# Leaping frog Game

• Sep 23rd 2006, 03:38 AM
Natasha1
Leaping frog Game
I wandered if anyone could give me as much as possible info on the task I need to investigate at:

http://maths.fallibroome.cheshire.sch.uk/leapfrog.swf

I have worked out that frog 3 blue frogs and 3 green frogs it will take me 15 moves.

I have worked out that frog 3 blue frogs and 4 green frogs it will take me 19 moves.

I have worked out that frog 4 blue frogs and 4 green frogs it will take me 24 moves.

I have worked out that frog 4 blue frogs and 5 green frogs it will take me 29 moves.

I have worked out that frog 5 blue frogs and 5 green frogs it will take me 35 moves.

If n represents the number of frogs in a team then:

For:
n = 1 we have 3 = n * 3 moves
n= 2 we have 8 = n * 4 moves
n = 3 we have 15 = n * 5 moves
n = 4 we have 24 = n * 6 moves
n = 5 we have 35 = n * 7 moves
n = 6 we have 48 = n * 8 moves

Or more generally if there are n frogs on each side, then the minimum number of moves will be n*(n+2)

This formula does not work if the number of frogs in each team is uneven

If n represents the number of frogs in a team and m the number of frogs in the other then:

For:
n = 1 and m = 6 we have 13 = 1 * 6 + 1 + 6 moves
n = 4 and m = 3 we have 19 = 4 * 3 + 4 + 3 moves
n = 2 and m = 1 we have 5 = 2 * 1 + 2 + 1 moves
n = 5 and m = 6 we have 41 = 5 * 6 + 5 + 6 moves
n = 5 and m = 5 we have 35 = 5 * 5 + 5 + 5 moves

So if there are n frogs on one side and m on the other, then the minimum number of moves will be n*m+n+m

Other patterns notices but I can't explain why (please help!)

- For each frog extra that one team has, there will be a repetition of the jumps and slides.
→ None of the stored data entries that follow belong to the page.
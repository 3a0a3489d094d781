use chrono::{DateTime, Utc};
use futures::TryStreamExt;
use mongodb::{Client, Collection, bson, bson::Document as BsonDocument, bson::doc};

use crate::error::{MongoErrorContext, Result};
use crate::models::{Document, DocumentKind};

#[derive(Clone, Debug)]
pub struct DocumentRepository {
    collection: Collection<Document>,
}

impl DocumentRepository {
    pub fn new(client: &Client, db_name: &str) -> Self {
        let collection = client.database(db_name).collection("documents");
        Self { collection }
    }

    /// Insert a new version of a document and return it. Versions share the
    /// same `id`; this never overwrites an earlier version.
    pub async fn save(
        &self,
        id: &str,
        title: &str,
        kind: DocumentKind,
        content: Option<String>,
        user_id: &str,
    ) -> Result<Document> {
        let document = Document {
            id: id.to_string(),
            title: title.to_string(),
            kind,
            content,
            user_id: user_id.to_string(),
            created_at: Utc::now(),
        };
        self.collection
            .insert_one(&document)
            .await
            .op_context("Failed to save document")?;
        Ok(document)
    }

    /// All versions of a document, oldest first.
    pub async fn get_versions(&self, id: &str) -> Result<Vec<Document>> {
        let documents = self
            .collection
            .find(doc! { "id": id })
            .sort(doc! { "createdAt": 1 })
            .await
            .op_context("Failed to get documents by id")?
            .try_collect()
            .await
            .op_context("Failed to get documents by id")?;
        Ok(documents)
    }

    /// The current (most recent) version, if any version exists.
    pub async fn get_latest(&self, id: &str) -> Result<Option<Document>> {
        self.collection
            .find_one(doc! { "id": id })
            .sort(doc! { "createdAt": -1 })
            .await
            .op_context("Failed to get document by id")
    }

    /// Delete every version created strictly after `timestamp`; returns the
    /// number of versions removed.
    pub async fn delete_after(&self, id: &str, timestamp: DateTime<Utc>) -> Result<u64> {
        let result = self
            .collection
            .delete_many(versions_after_filter(id, timestamp))
            .await
            .op_context("Failed to delete documents by id after timestamp")?;
        Ok(result.deleted_count)
    }
}

/// Strict lower bound: the version at `timestamp` is the rollback target
/// and survives.
fn versions_after_filter(id: &str, timestamp: DateTime<Utc>) -> BsonDocument {
    doc! {
        "id": id,
        "createdAt": { "$gt": bson::DateTime::from_millis(timestamp.timestamp_millis()) },
    }
}

#[cfg(test)]
mod tests {
    use super::*;
    use chrono::TimeZone;
    use mongodb::bson::Bson;

    #[test]
    fn test_version_rollback_filter_is_strict() {
        let ts = Utc.timestamp_millis_opt(1_700_000_000_000).unwrap();
        let filter = versions_after_filter("doc-1", ts);

        assert_eq!(filter.get_str("id").unwrap(), "doc-1");
        let range = filter.get_document("createdAt").unwrap();
        assert_eq!(
            range.get("$gt"),
            Some(&Bson::DateTime(bson::DateTime::from_millis(
                1_700_000_000_000
            )))
        );
        assert!(!range.contains_key("$gte"));
    }
}
use chrono::{DateTime, Utc};
use serde::{Deserialize, Serialize};

/// A single chat message. `parts` and `attachments` are stored as
/// schemaless JSON; their structure belongs to the front end.
#[derive(Debug, Clone, Serialize, Deserialize)]
#[serde(rename_all = "camelCase")]
pub struct Message {
    pub id: String,
    pub chat_id: String,
    pub role: MessageRole,
    pub parts: serde_json::Value,
    pub attachments: serde_json::Value,
    #[serde(with = "bson::serde_helpers::chrono_datetime_as_bson_datetime")]
    pub created_at: DateTime<Utc>,
}

#[derive(Debug, Clone, Copy, PartialEq, Eq, Serialize, Deserialize)]
#[serde(rename_all = "lowercase")]
pub enum MessageRole {
    User,
    Assistant,
    System,
    Tool,
}

/// An up/down vote on a message. Identity is the (chatId, messageId) pair;
/// there is no separate application id.
#[derive(Debug, Clone, Serialize, Deserialize)]
#[serde(rename_all = "camelCase")]
pub struct Vote {
    pub chat_id: String,
    pub message_id: String,
    pub is_upvoted: bool,
}

#[cfg(test)]
mod tests {
    use super::*;
    use mongodb::bson::{self, Bson};

    #[test]
    fn test_message_wire_shape() {
        let message = Message {
            id: "msg-1".to_string(),
            chat_id: "chat-1".to_string(),
            role: MessageRole::User,
            parts: serde_json::json!([{ "type": "text", "text": "hello" }]),
            attachments: serde_json::json!([]),
            created_at: Utc::now(),
        };

        let doc = bson::to_document(&message).unwrap();
        assert_eq!(doc.get_str("chatId").unwrap(), "chat-1");
        // The usage aggregator filters on the literal string "user".
        assert_eq!(doc.get_str("role").unwrap(), "user");
        assert!(matches!(doc.get("createdAt"), Some(Bson::DateTime(_))));
    }

    #[test]
    fn test_vote_wire_shape() {
        let vote = Vote {
            chat_id: "chat-1".to_string(),
            message_id: "msg-1".to_string(),
            is_upvoted: true,
        };

        let doc = bson::to_document(&vote).unwrap();
        assert_eq!(doc.get_str("messageId").unwrap(), "msg-1");
        assert!(doc.get_bool("isUpvoted").unwrap());
    }
}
The string of jumps and slides is also symmetric.
- If there are the same number of frogs in each team, then each frog will have to move n+1 times.
• Sep 23rd 2006, 05:48 AM
Soroban
Hello, Natasha!

Edit: my formula was wrong . . . I've corrected it.

This is a classic peg-jumping puzzle. .I worked on this many years ago.

Traditionally, there is an equal number of pegs (frogs) on each side.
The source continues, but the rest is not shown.